Eliminating CLABSI: A National Patient Safety Imperative
This report uses data stored in the On the CUSP: Stop BSI National Database created and maintained by the MHA Keystone Center in Lansing, Michigan. Each month, the number of central line days and the number of CLABSIs observed in the participating hospital units are submitted into the national database. Some hospitals submit infection rate data directly into this database, and others contribute data through the Centers for Disease Control and Prevention's (CDC) National Healthcare Safety Network (NHSN). All hospitals use CDC definitions to count central line days and determine the number of CLABSIs observed in participating units.
All analyses except the list of participating hospitals in Appendix A are based on data drawn from the National Database on October 7, 2010. Data from participating hospitals in Tennessee were added to the National Database in November 2010, so results from these hospitals will be included in the next project update. Because we want to recognize as many of the hospitals that have chosen to participate as possible, the hospital list in Appendix A reflects all participants confirmed as of January 2011.
For our assessments of project impact, data were limited to teams representing adult ICUs that began participating in the project in 2009. These teams were drawn from eight States that began the project in May 2009 (cohort 1) and an additional 14 States that began the project in September 2009 (cohort 2). We limited our results to adult ICUs because of challenges in counting central line days outside the ICU setting. As such, CLABSI data for ICUs are more valid than CLABSI rates outside the ICU. Results are currently limited to the first two cohorts because they have at least four quarters of data that can be used to assess CLABSI rate changes over time.
Data from the On the CUSP: Stop BSI National Database were linked to information in the 2008 AHA Annual Survey of hospitals based on hospital name, location, and AHA hospital identifier (when available and accurate). All hospitals that could be linked were classified by size using the "total beds staffed" variable from the AHA Annual Survey. Hospitals were also classified based on whether they were critical access hospitals, rural referral hospitals, members of a health care system, located in one of the 100 largest cities in the United States, or members of the Council of Teaching Hospitals (COTH). Because hospitals in North Carolina and Ohio use blinded hospital identifiers, hospital characteristics were not available for those hospitals or for an additional nine hospitals that could not be matched to data in the AHA Annual Survey.
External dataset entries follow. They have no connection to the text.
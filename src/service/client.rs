//! Client for the circulation protocol.
//!
//! Handles sequence-digit cycling and the request/response exchange for
//! the four supported transactions. Useful for terminal emulation,
//! integration tests, and smoke-testing a deployed server.

use futures::{SinkExt, StreamExt};
use tokio::net::TcpStream;
use tokio::time::timeout;
use tokio_util::codec::Framed;
use tracing::{debug, instrument};

use crate::config::ClientConfig;
use crate::core::codec::FrameCodec;
use crate::core::frame::{OutboundMessage, ParsedFrame};
use crate::error::{ProtocolError, Result};
use crate::protocol::message::{codes, tags};
use crate::transport::tcp;

/// A connected protocol client.
pub struct CircClient {
    framed: Framed<TcpStream, FrameCodec>,
    config: ClientConfig,
    sequence: u8,
}

impl CircClient {
    /// Connect with default timeouts.
    #[instrument]
    pub async fn connect(addr: &str) -> Result<Self> {
        let config = ClientConfig {
            address: addr.to_string(),
            ..ClientConfig::default()
        };
        Self::connect_with_config(config).await
    }

    /// Connect with explicit client configuration.
    #[instrument(skip(config), fields(addr = %config.address))]
    pub async fn connect_with_config(config: ClientConfig) -> Result<Self> {
        let framed = timeout(config.connect_timeout, tcp::connect(&config.address))
            .await
            .map_err(|_| {
                ProtocolError::Custom(format!("connect to {} timed out", config.address))
            })??;
        debug!("connected");

        Ok(Self {
            framed,
            config,
            sequence: 0,
        })
    }

    /// Send one transaction and wait for the matching response.
    ///
    /// The sequence digit cycles 0-9 per request; the server echoes it
    /// back, which is what responses are correlated on.
    pub async fn request(&mut self, code: &str, fields: &str) -> Result<ParsedFrame> {
        self.sequence = (self.sequence + 1) % 10;
        let sequence = char::from(b'0' + self.sequence);
        let message = OutboundMessage::new(code, fields, sequence);

        self.framed.send(message).await?;

        let response = timeout(self.config.response_timeout, self.framed.next())
            .await
            .map_err(|_| ProtocolError::Custom("timed out waiting for response".to_string()))?;

        match response {
            Some(Ok(frame)) => Ok(frame),
            Some(Err(e)) => Err(e),
            None => Err(ProtocolError::ConnectionClosed),
        }
    }

    /// Login (93) with terminal credentials.
    pub async fn login(&mut self, user: &str, password: &str) -> Result<ParsedFrame> {
        let fields = format!(
            "{user_tag}{user}|{pass_tag}{password}|",
            user_tag = tags::LOGIN_USER_ID,
            pass_tag = tags::LOGIN_PASSWORD,
        );
        self.request(codes::LOGIN_REQUEST, &fields).await
    }

    /// Checkout (11) of an item to a patron.
    pub async fn checkout(&mut self, patron_id: &str, item_id: &str) -> Result<ParsedFrame> {
        let fields = format!(
            "{patron_tag}{patron_id}|{item_tag}{item_id}|",
            patron_tag = tags::PATRON_IDENTIFIER,
            item_tag = tags::ITEM_IDENTIFIER,
        );
        self.request(codes::CHECKOUT_REQUEST, &fields).await
    }

    /// Checkin (09) of a returned item.
    pub async fn checkin(&mut self, item_id: &str) -> Result<ParsedFrame> {
        let fields = format!("{item_tag}{item_id}|", item_tag = tags::ITEM_IDENTIFIER);
        self.request(codes::CHECKIN_REQUEST, &fields).await
    }

    /// Patron status request (23).
    pub async fn patron_status(&mut self, patron_id: &str) -> Result<ParsedFrame> {
        let fields = format!(
            "{patron_tag}{patron_id}|",
            patron_tag = tags::PATRON_IDENTIFIER,
        );
        self.request(codes::PATRON_STATUS_REQUEST, &fields).await
    }

    /// The sequence digit that will accompany the next request.
    pub fn next_sequence(&self) -> u8 {
        (self.sequence + 1) % 10
    }
}
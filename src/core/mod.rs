//! # Core Protocol Components
//!
//! Frame handling and wire-format codecs.
//!
//! This module provides the foundation for the protocol: the pure frame
//! parse/serialize functions and the streaming codec used over live
//! connections.
//!
//! ## Components
//! - **Frame**: ASCII frame format with length prefix, sequence digit, and checksum
//! - **Codec**: Tokio codec for framing over byte streams
//!
//! ## Wire Format
//! ```text
//! [Length(4 digits)] [Code(2)] [Fields(N)] [Seq(1)] [Checksum(4)] [CR]
//! ```
//!
//! ## Robustness
//! - Declared length is validated against the delimiter position
//! - Malformed spans are skipped at delimiter boundaries (resync)
//! - Receive buffer is capped while no delimiter has arrived

pub mod codec;
pub mod frame;
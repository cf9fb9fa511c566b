//! Structured logging setup.
//!
//! Thin wrapper around `tracing-subscriber` so binaries and tests
//! initialize logging the same way. `RUST_LOG` wins over the configured
//! level when set.

use crate::config::LoggingConfig;
use tracing_subscriber::{fmt, EnvFilter};

/// Initialize logging from a [`LoggingConfig`].
///
/// Safe to call once per process; later calls are ignored so tests that
/// race to initialize do not panic.
pub fn init(config: &LoggingConfig) {
    let default_directive = format!("info,{}={}", env!("CARGO_CRATE_NAME"), config.log_level);
    let filter =
        EnvFilter::try_from_default_env().unwrap_or_else(|_| EnvFilter::new(default_directive));

    let builder = fmt().with_env_filter(filter).with_target(true);

    let result = if config.json_format {
        builder.json().try_init()
    } else {
        builder.try_init()
    };
    let _ = result;
}

/// Initialize logging with defaults, honoring `RUST_LOG`.
pub fn init_from_env() {
    init(&LoggingConfig::default());
}
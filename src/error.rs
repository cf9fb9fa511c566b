//! # Error Types
//!
//! Error handling for the circulation protocol.
//!
//! This module defines all error variants that can occur during protocol
//! operations, from low-level I/O failures to frame-level violations.
//!
//! ## Error Categories
//! - **I/O Errors**: Socket and accept-loop failures
//! - **Framing Errors**: Bad length prefixes, missing terminators, oversized input
//! - **Startup Errors**: Bind failures, invalid configuration
//!
//! Framing errors are almost always handled locally: the decoder logs the
//! offending span and resynchronizes at the next delimiter rather than
//! failing the connection. The variants still exist as values so the pure
//! parsing functions can report exactly what was wrong.

use std::io;
use thiserror::Error;

/// Primary error type for all protocol operations.
#[derive(Error, Debug)]
pub enum ProtocolError {
    #[error("I/O error: {0}")]
    Io(#[from] io::Error),

    #[error("failed to bind {addr}: {source}")]
    Bind {
        addr: String,
        #[source]
        source: io::Error,
    },

    #[error("invalid length prefix {0:?}")]
    InvalidLengthPrefix(String),

    #[error("frame too short: {0} bytes")]
    FrameTooShort(usize),

    #[error("declared length {declared} does not match delimiter position {actual}")]
    LengthMismatch { declared: usize, actual: usize },

    #[error("frame does not end with a carriage return")]
    MissingTerminator,

    #[error("frame is not valid ASCII text")]
    NonAsciiFrame,

    #[error("receive buffer reached {0} bytes without a message delimiter")]
    RunawayBuffer(usize),

    #[error("encoded frame too large: {0} bytes (length prefix is 4 digits)")]
    OversizedFrame(usize),

    #[error("connection closed")]
    ConnectionClosed,

    #[error("configuration error: {0}")]
    ConfigError(String),

    #[error("custom error: {0}")]
    Custom(String),
}

/// Type alias for Results using ProtocolError
pub type Result<T> = std::result::Result<T, ProtocolError>;
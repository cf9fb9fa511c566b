//! Incremental frame codec for streamed connections.
//!
//! [`FrameCodec`] implements [`tokio_util::codec::Decoder`] and
//! [`Encoder`] so a connection can be wrapped in a
//! [`Framed`](tokio_util::codec::Framed) stream of [`ParsedFrame`]s.
//!
//! The decoder scans the growing receive buffer for the carriage-return
//! delimiter and checks the declared length against it:
//!
//! - no delimiter yet: nothing is consumed, more bytes are awaited
//! - delimiter found but fewer bytes buffered than declared: the frame
//!   body has not fully arrived, the buffer is retained as-is
//! - bad length prefix, or a declared length that disagrees with the
//!   delimiter: the span up to and including the delimiter is dropped
//!   and scanning continues (protocol resync), so one garbled message
//!   can never wedge a connection
//! - otherwise exactly `declared` bytes are consumed and split into a
//!   frame
//!
//! Checksum mismatches are counted and logged but accepted by default;
//! strict mode drops the frame instead. A buffer cap bounds memory for
//! peers that never send a delimiter (a compliant frame is at most 9999
//! bytes by construction).

use bytes::{Buf, BytesMut};
use tokio_util::codec::{Decoder, Encoder};
use tracing::{debug, warn};

use crate::core::frame::{parse_length_prefix, OutboundMessage, ParsedFrame, TERMINATOR};
use crate::error::ProtocolError;
use crate::utils::metrics::global_metrics;

/// Default cap on buffered bytes while waiting for a delimiter.
pub const DEFAULT_MAX_PENDING_BYTES: usize = 16 * 1024;

/// Streaming codec for the circulation wire format.
#[derive(Debug, Clone)]
pub struct FrameCodec {
    strict_checksums: bool,
    max_pending_bytes: usize,
}

impl FrameCodec {
    /// Codec with the lenient default policy: checksum mismatches are
    /// logged and accepted.
    pub fn new() -> Self {
        Self {
            strict_checksums: false,
            max_pending_bytes: DEFAULT_MAX_PENDING_BYTES,
        }
    }

    /// Codec with an explicit checksum policy and buffer cap.
    pub fn with_policy(strict_checksums: bool, max_pending_bytes: usize) -> Self {
        Self {
            strict_checksums,
            max_pending_bytes,
        }
    }
}

impl Default for FrameCodec {
    fn default() -> Self {
        Self::new()
    }
}

impl Decoder for FrameCodec {
    type Item = ParsedFrame;
    type Error = ProtocolError;

    fn decode(&mut self, src: &mut BytesMut) -> Result<Option<ParsedFrame>, ProtocolError> {
        loop {
            let Some(cr) = src.iter().position(|&b| b == TERMINATOR) else {
                if src.len() > self.max_pending_bytes {
                    return Err(ProtocolError::RunawayBuffer(src.len()));
                }
                return Ok(None);
            };
            let delimited = cr + 1;

            let declared = match parse_length_prefix(&src[..]) {
                Ok(n) => n,
                Err(e) => {
                    warn!(error = %e, skipped = delimited, "bad length prefix, resyncing");
                    global_metrics().frame_malformed();
                    src.advance(delimited);
                    continue;
                }
            };

            if declared > src.len() {
                // Length prefix read but the body has not fully arrived
                return Ok(None);
            }

            if declared != delimited {
                warn!(
                    declared,
                    delimiter = delimited,
                    "declared length disagrees with delimiter, resyncing"
                );
                global_metrics().frame_malformed();
                src.advance(delimited);
                continue;
            }

            let raw = src.split_to(declared);
            let text = match std::str::from_utf8(&raw) {
                Ok(text) => text,
                Err(_) => {
                    warn!(len = declared, "frame is not valid ASCII, dropping");
                    global_metrics().frame_malformed();
                    continue;
                }
            };

            let frame = match ParsedFrame::parse(text) {
                Ok(frame) => frame,
                Err(e) => {
                    warn!(error = %e, raw = %text.trim_end(), "unparseable frame, dropping");
                    global_metrics().frame_malformed();
                    continue;
                }
            };

            if !frame.checksum_valid() {
                global_metrics().checksum_mismatch();
                if self.strict_checksums {
                    warn!(
                        code = %frame.code(),
                        transmitted = %frame.checksum(),
                        "checksum mismatch, dropping frame (strict mode)"
                    );
                    continue;
                }
                warn!(
                    code = %frame.code(),
                    transmitted = %frame.checksum(),
                    "checksum mismatch, accepting frame"
                );
            }

            global_metrics().message_received(frame.declared_len() as u64);
            return Ok(Some(frame));
        }
    }

    fn decode_eof(&mut self, src: &mut BytesMut) -> Result<Option<ParsedFrame>, ProtocolError> {
        match self.decode(src)? {
            Some(frame) => Ok(Some(frame)),
            None => {
                if !src.is_empty() {
                    debug!(leftover = src.len(), "discarding unterminated bytes at EOF");
                    src.clear();
                }
                Ok(None)
            }
        }
    }
}

impl Encoder<OutboundMessage> for FrameCodec {
    type Error = ProtocolError;

    fn encode(&mut self, item: OutboundMessage, dst: &mut BytesMut) -> Result<(), ProtocolError> {
        let wire = item.encode()?;
        dst.reserve(wire.len());
        dst.extend_from_slice(wire.as_bytes());
        global_metrics().message_sent(wire.len() as u64);
        Ok(())
    }
}
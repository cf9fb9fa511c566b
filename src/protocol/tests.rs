// test-only module included via protocol/mod.rs
#![allow(clippy::unwrap_used, clippy::expect_used, clippy::panic)]

use crate::core::frame::{OutboundMessage, ParsedFrame};
use crate::protocol::dispatcher::Dispatcher;
use crate::protocol::message::{codes, Transaction};

fn inbound(code: &str, fields: &str, seq: char) -> ParsedFrame {
    let wire = OutboundMessage::new(code, fields, seq).encode().unwrap();
    ParsedFrame::parse(&wire).unwrap()
}

#[test]
fn test_login_maps_to_success_response() {
    let dispatcher = Dispatcher::with_builtin_handlers().unwrap();
    let frame = inbound(codes::LOGIN_REQUEST, "BNlibuser|COsecret|", '4');

    let response = dispatcher.dispatch(&frame).unwrap().expect("login handled");
    assert_eq!(response.code, codes::LOGIN_RESPONSE);
    assert_eq!(response.fields, "1");
    assert_eq!(response.sequence, '4');
}

#[test]
fn test_checkout_and_checkin_map_to_success() {
    let dispatcher = Dispatcher::with_builtin_handlers().unwrap();

    let checkout = inbound(codes::CHECKOUT_REQUEST, "AApatron123|ABitem456|", '2');
    let response = dispatcher.dispatch(&checkout).unwrap().unwrap();
    assert_eq!(response.code, codes::CHECKOUT_RESPONSE);
    assert_eq!(response.fields, "1");
    assert_eq!(response.sequence, '2');

    let checkin = inbound(codes::CHECKIN_REQUEST, "ABitem456|", '3');
    let response = dispatcher.dispatch(&checkin).unwrap().unwrap();
    assert_eq!(response.code, codes::CHECKIN_RESPONSE);
    assert_eq!(response.fields, "1");
    assert_eq!(response.sequence, '3');
}

#[test]
fn test_patron_status_echoes_identifier() {
    let dispatcher = Dispatcher::with_builtin_handlers().unwrap();
    let frame = inbound(codes::PATRON_STATUS_REQUEST, "AA12345|", '7');

    let response = dispatcher.dispatch(&frame).unwrap().unwrap();
    assert_eq!(response.code, codes::PATRON_STATUS_RESPONSE);
    assert!(response.fields.contains("AA12345|"));
    assert!(response.fields.contains("NIName, My Patron|"));
    assert_eq!(response.sequence, '7');
}

#[test]
fn test_patron_status_without_identifier_echoes_empty_group() {
    let dispatcher = Dispatcher::with_builtin_handlers().unwrap();
    let frame = inbound(codes::PATRON_STATUS_REQUEST, "BLinstitution|", '1');

    let response = dispatcher.dispatch(&frame).unwrap().unwrap();
    assert!(response.fields.ends_with("AA|"));
}

#[test]
fn test_unknown_code_yields_silence() {
    let dispatcher = Dispatcher::with_builtin_handlers().unwrap();
    let frame = inbound("99", "AOinstitution|", '0');

    assert!(dispatcher.dispatch(&frame).unwrap().is_none());
}

#[test]
fn test_register_overrides_builtin_handler() {
    let dispatcher = Dispatcher::with_builtin_handlers().unwrap();
    dispatcher
        .register(codes::LOGIN_REQUEST, |frame| {
            Ok(OutboundMessage::new(
                codes::LOGIN_RESPONSE,
                "0",
                frame.sequence(),
            ))
        })
        .unwrap();

    let frame = inbound(codes::LOGIN_REQUEST, "BNlibuser|COsecret|", '5');
    let response = dispatcher.dispatch(&frame).unwrap().unwrap();
    assert_eq!(response.fields, "0");
}

#[test]
fn test_empty_dispatcher_handles_nothing() {
    let dispatcher = Dispatcher::new();
    let frame = inbound(codes::LOGIN_REQUEST, "", '0');
    assert!(dispatcher.dispatch(&frame).unwrap().is_none());
}

#[test]
fn test_transaction_code_table_is_consistent() {
    for transaction in Transaction::ALL {
        assert_eq!(
            Transaction::from_request_code(transaction.request_code()),
            Some(transaction)
        );
        assert_ne!(transaction.request_code(), transaction.response_code());
        assert!(!transaction.name().is_empty());
    }
    assert_eq!(Transaction::from_request_code("00"), None);
}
CLABSI rates for the two cohorts were calculated for a baseline time period of up to 12 months and for each subsequent time period. At the time of the production of this report each cohort had at least four full quarters of data. The time periods are shown below:
|Cohort 1||Cohort 2|
|Baseline||May 1, 2008 to Apr. 30, 2009||Sept. 1, 2008 to Aug. 31, 2009|
|Time period 1||May 1, 2009 to July 31, 2009||Sept. 1, 2009 to Nov. 30, 2009|
|Time period 2||Aug. 1, 2009 to Oct. 31, 2009||Dec. 1, 2009 to Feb. 28, 2010|
|Time period 3||Nov. 1, 2009 to Jan. 31, 2010||Mar. 1, 2010 to May 31, 2010|
|Time period 4||Feb. 1, 2010 to July 31, 2010||June 1, 2010 to Sept. 31, 2010|
Central line days were calculated as the sum of all reported central line days during the reporting period, while the number of CLABSIs equaled the sum total of all CLABSIs reported during the period. The CLABSI rate equals the ratio of CLABSIs to central line days multiplied by 1,000 (to create a rate per 1,000 central line days). If a team reported zero central line days, the CLABSI rate for that period was set to "missing." However, the team still was classified as having reported CLABSI data for that period.